Yo casi le diría que ella nace en 1986, como una consecuencia lógica del movimiento de cine latinoamericano, como proyecto de la Fundación de Nuevo Cine Latinoamericano, formada por todos nosotros, y muchos brasileños inclusive, como Cosme Alves Neto, determinante en ese proceso, Geraldo Sarno, Silvio Tendler, ahora también Wolney Oliveira, tantos compañeros… Es un proyecto absolutamente autónomo, original, porque reconoce todas las experiencias, pero no se propone imitar ningún modelo. Cuando me encargaron elaborarlo, entre las personas que llamé para colaborar estaban Sérgio Muniz y Orlando Senna, después mi sucesor en la escuela. Él introdujo el concepto de docfic, una tendencia estética donde de alguna manera se superan las viejas formas esclerosadas de la ficción, por un lado, y del documental, por otro.

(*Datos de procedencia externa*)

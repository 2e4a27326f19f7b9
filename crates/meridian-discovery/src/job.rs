//! Periodic route discovery.
//!
//! A [`DiscoveryJob`] re-runs discovery over every HTTP service in the
//! registry on a fixed interval until a [`ShutdownSignal`] fires. The first
//! pass runs immediately.

use std::sync::Arc;
use std::time::Duration;

use meridian_core::{HttpServiceMetadata, ServiceRegistry, ShutdownSignal};
use tokio::task::JoinHandle;
use tokio::time::MissedTickBehavior;
use tracing::{debug, info, warn};

use crate::error::DiscoveryResult;
use crate::orchestrator::{DiscoveryReport, RouteDiscovery};

/// Shortest accepted interval between passes.
pub const MIN_DISCOVERY_INTERVAL: Duration = Duration::from_millis(10);

/// Periodic discovery over the services of a registry.
#[derive(Clone)]
pub struct DiscoveryJob {
    discovery: Arc<RouteDiscovery>,
    registry: Arc<dyn ServiceRegistry>,
    interval: Duration,
    exclude: Vec<String>,
}

impl std::fmt::Debug for DiscoveryJob {
    fn fmt(&self, f: &mut std::fmt::Formatter<'_>) -> std::fmt::Result {
        f.debug_struct("DiscoveryJob")
            .field("interval", &self.interval)
            .field("exclude", &self.exclude)
            .finish_non_exhaustive()
    }
}

impl DiscoveryJob {
    /// Creates a job using the interval from the discovery configuration.
    pub fn new(discovery: Arc<RouteDiscovery>, registry: Arc<dyn ServiceRegistry>) -> Self {
        let interval = discovery.config().interval;
        Self {
            discovery,
            registry,
            interval,
            exclude: Vec::new(),
        }
    }

    /// Overrides the interval. Values below [`MIN_DISCOVERY_INTERVAL`] are
    /// raised to it.
    #[must_use]
    pub fn with_interval(mut self, interval: Duration) -> Self {
        self.interval = interval;
        self
    }

    /// Skips the service registered under `key`.
    #[must_use]
    pub fn exclude(mut self, key: impl Into<String>) -> Self {
        self.exclude.push(key.into());
        self
    }

    /// Effective interval between passes.
    pub fn interval(&self) -> Duration {
        self.interval.max(MIN_DISCOVERY_INTERVAL)
    }

    /// HTTP services currently in the registry, minus excluded keys, ordered
    /// by key.
    ///
    /// # Errors
    ///
    /// Returns [`DiscoveryError::Store`](crate::DiscoveryError::Store) if the
    /// registry cannot be listed.
    pub async fn targets(&self) -> DiscoveryResult<Vec<HttpServiceMetadata>> {
        let services = self.registry.registered_services().await?;
        Ok(services
            .iter()
            .filter(|service| !self.exclude.contains(&service.key()))
            .filter_map(|service| service.as_http().cloned())
            .collect())
    }

    /// Runs a single pass over the current registry contents.
    ///
    /// # Errors
    ///
    /// Returns the registry error or the pass's discovery error.
    pub async fn run_once(&self) -> DiscoveryResult<DiscoveryReport> {
        let targets = self.targets().await?;
        debug!(services = targets.len(), "Starting discovery pass");
        self.discovery.discover_and_persist(&targets).await
    }

    /// Spawns the periodic loop.
    ///
    /// A failed pass is logged and the loop waits for the next tick. The
    /// task ends when `shutdown` is triggered; a pass in flight at that
    /// moment is dropped.
    pub fn spawn(self, shutdown: ShutdownSignal) -> JoinHandle<()> {
        let period = self.interval();

        tokio::spawn(async move {
            let mut ticker = tokio::time::interval(period);
            ticker.set_missed_tick_behavior(MissedTickBehavior::Delay);
            let mut stop = shutdown.recv();

            info!(interval_ms = period.as_millis() as u64, "Route discovery job started");

            loop {
                tokio::select! {
                    () = &mut stop => {
                        info!("Route discovery job received shutdown signal");
                        break;
                    }
                    _ = ticker.tick() => {
                        tokio::select! {
                            () = &mut stop => {
                                info!("Route discovery job received shutdown signal");
                                break;
                            }
                            result = self.run_once() => match result {
                                Ok(report) => debug!(
                                    services = report.services.len(),
                                    routes = report.total_routes(),
                                    "Discovery pass finished"
                                ),
                                Err(e) => warn!(error = %e, "Discovery pass failed"),
                            },
                        }
                    }
                }
            }
        })
    }
}

#[cfg(test)]
mod tests {
    use super::*;
    use crate::config::DiscoveryConfig;
    use meridian_core::{
        GrpcServiceMetadata, InMemoryRouteStore, InMemoryServiceRegistry, RegisteredService,
        ServiceMetadata,
    };

    fn job(registry: Arc<InMemoryServiceRegistry>) -> DiscoveryJob {
        let store = Arc::new(InMemoryRouteStore::new());
        let discovery = RouteDiscovery::new(store, DiscoveryConfig::default()).unwrap();
        DiscoveryJob::new(Arc::new(discovery), registry)
    }

    fn http(name: &str) -> HttpServiceMetadata {
        HttpServiceMetadata::new(
            ServiceMetadata::new("1", name, "127.0.0.1"),
            8080,
            "openapi.json",
        )
    }

    #[test]
    fn test_interval_floor() {
        let registry = Arc::new(InMemoryServiceRegistry::ready());
        assert_eq!(job(registry.clone()).interval(), Duration::from_secs(30));
        assert_eq!(
            job(registry).with_interval(Duration::ZERO).interval(),
            MIN_DISCOVERY_INTERVAL
        );
    }

    #[tokio::test]
    async fn test_targets_skip_grpc_and_excluded() {
        let registry = Arc::new(InMemoryServiceRegistry::ready());
        registry
            .register_service(http("users").into())
            .await
            .unwrap();
        registry
            .register_service(http("gateway").into())
            .await
            .unwrap();
        registry
            .register_service(RegisteredService::Grpc(GrpcServiceMetadata {
                service: ServiceMetadata::new("1", "billing", "127.0.0.1"),
                grpc_port: 50051,
            }))
            .await
            .unwrap();

        let targets = job(registry).exclude("services:gateway-1").targets().await.unwrap();
        let names: Vec<_> = targets.iter().map(HttpServiceMetadata::name).collect();
        assert_eq!(names, vec!["users"]);
    }

    #[tokio::test]
    async fn test_uninitialized_registry_fails_pass() {
        let registry = Arc::new(InMemoryServiceRegistry::new());
        let err = job(registry).run_once().await.unwrap_err();
        assert_eq!(err.category(), "store");
    }

    #[tokio::test]
    async fn test_spawned_job_stops_on_shutdown() {
        let registry = Arc::new(InMemoryServiceRegistry::ready());
        let shutdown = ShutdownSignal::new();

        let handle = job(registry)
            .with_interval(Duration::from_millis(20))
            .spawn(shutdown.clone());

        tokio::time::sleep(Duration::from_millis(50)).await;
        shutdown.trigger();

        tokio::time::timeout(Duration::from_secs(2), handle)
            .await
            .expect("job did not stop")
            .unwrap();
    }
}
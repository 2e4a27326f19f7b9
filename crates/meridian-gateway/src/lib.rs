//! Meridian Gateway - route discovery and API document merging
//!
//! The gateway keeps a route table for a multi-service deployment and
//! publishes one merged API document for external consumers.
//!
//! # Architecture
//!
//! ```text
//! ┌──────────────────────────────────────────────────────────────────┐
//! │                         Meridian Gateway                         │
//! │                                                                  │
//! │  ┌──────────────┐  register   ┌──────────────────┐               │
//! │  │   Gateway    │ ──────────► │ ServiceRegistry  │ ◄── services  │
//! │  │              │             └────────┬─────────┘               │
//! │  │              │                      │ HTTP services           │
//! │  │              │  spawn      ┌────────▼─────────┐  GET spec     │
//! │  │              │ ──────────► │  DiscoveryJob    │ ────────────► │
//! │  │              │             └────────┬─────────┘               │
//! │  │              │                      │ routes                  │
//! │  │              │             ┌────────▼─────────┐               │
//! │  │              │             │   RouteStore     │               │
//! │  │              │             └──────────────────┘               │
//! │  │              │  merged_spec ┌─────────────────┐  GET specs    │
//! │  │              │ ───────────► │  MergeFetcher   │ ────────────► │
//! │  └──────────────┘              └─────────────────┘               │
//! └──────────────────────────────────────────────────────────────────┘
//! ```
//!
//! # Example Usage
//!
//! ```bash
//! # Keep the route table fresh until Ctrl-C
//! $ meridian-gateway run --config /etc/meridian/gateway.toml
//!
//! # One-off route table and merged document
//! $ meridian-gateway discover -c gateway.toml
//! $ meridian-gateway merge -c gateway.toml -o public-openapi.json
//! ```

#![doc(html_root_url = "https://docs.rs/meridian-gateway/0.1.0")]
#![warn(missing_docs)]
#![forbid(unsafe_code)]

pub mod cli;
pub mod error;
pub mod gateway;

pub use cli::{Cli, Command};
pub use error::{GatewayError, GatewayResult};
pub use gateway::Gateway;

/// Gateway version
pub const VERSION: &str = env!("CARGO_PKG_VERSION");

#[cfg(test)]
mod tests {
    use super::*;

    #[test]
    fn test_version() {
        assert!(!VERSION.is_empty());
    }
}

Pero cuando llegué a Cuba vi que ya estaba García Márquez, quien ya había confabulado con Espinosa, entonces presidente del Instituto Cubano de Arte e Industria Cinematográficos (ICAIC) y con Fidel Castro. La idea era encargarme de la dirección, era realmente la fundación de la escuela de cine. Imaginaba el gran trabajo que íbamos a tener, lo que iría a significar no hacer una cosa déjà vu, repetitiva. Pero el trabajo sería colectivo.
Convocamos a compañeros de todos los países de América Latina. Sérgio Muniz vino como director docente, Tarik Souki como director de producción, Orlando Senna como profesor del staff de dirección. Y, para comenzar, el verdadero nombre iba a ser Escuela de los Tres Mundos: América Latina y Caribe, Asia y África, para contraponer a la idea de Tercer Mundo, una denominación que siempre aborrecí, porque me parecía indigna… Pero eso quedó como un sobrenombre. Bueno, la Escuela nace con parámetros muy específicos y muy innovadores. Hoy cuenta con un gran y justo prestigio internacional, se mantienen ligadas práctica y teoría, los alumnos filman como locos, no hay día ni hora en que no estén dando vueltas con cámaras y grabadores. Pero creo que es hora de expandirse al área de las tecnologías electrónicas.
Y así volvemos al principio de nuestra entrevista: mirando al futuro.
Exactamente. Es ése el sentido de esto: estimular un imaginario y una imaginación que de alguna manera anticipen el futuro. Si el audiovisual, el viejo cine, ya no sirven para nada, si son obsoletos, si significan soñar los viejos sueños, todas las noches necesitamos cerrar los ojos para soñar los nuevos sueños.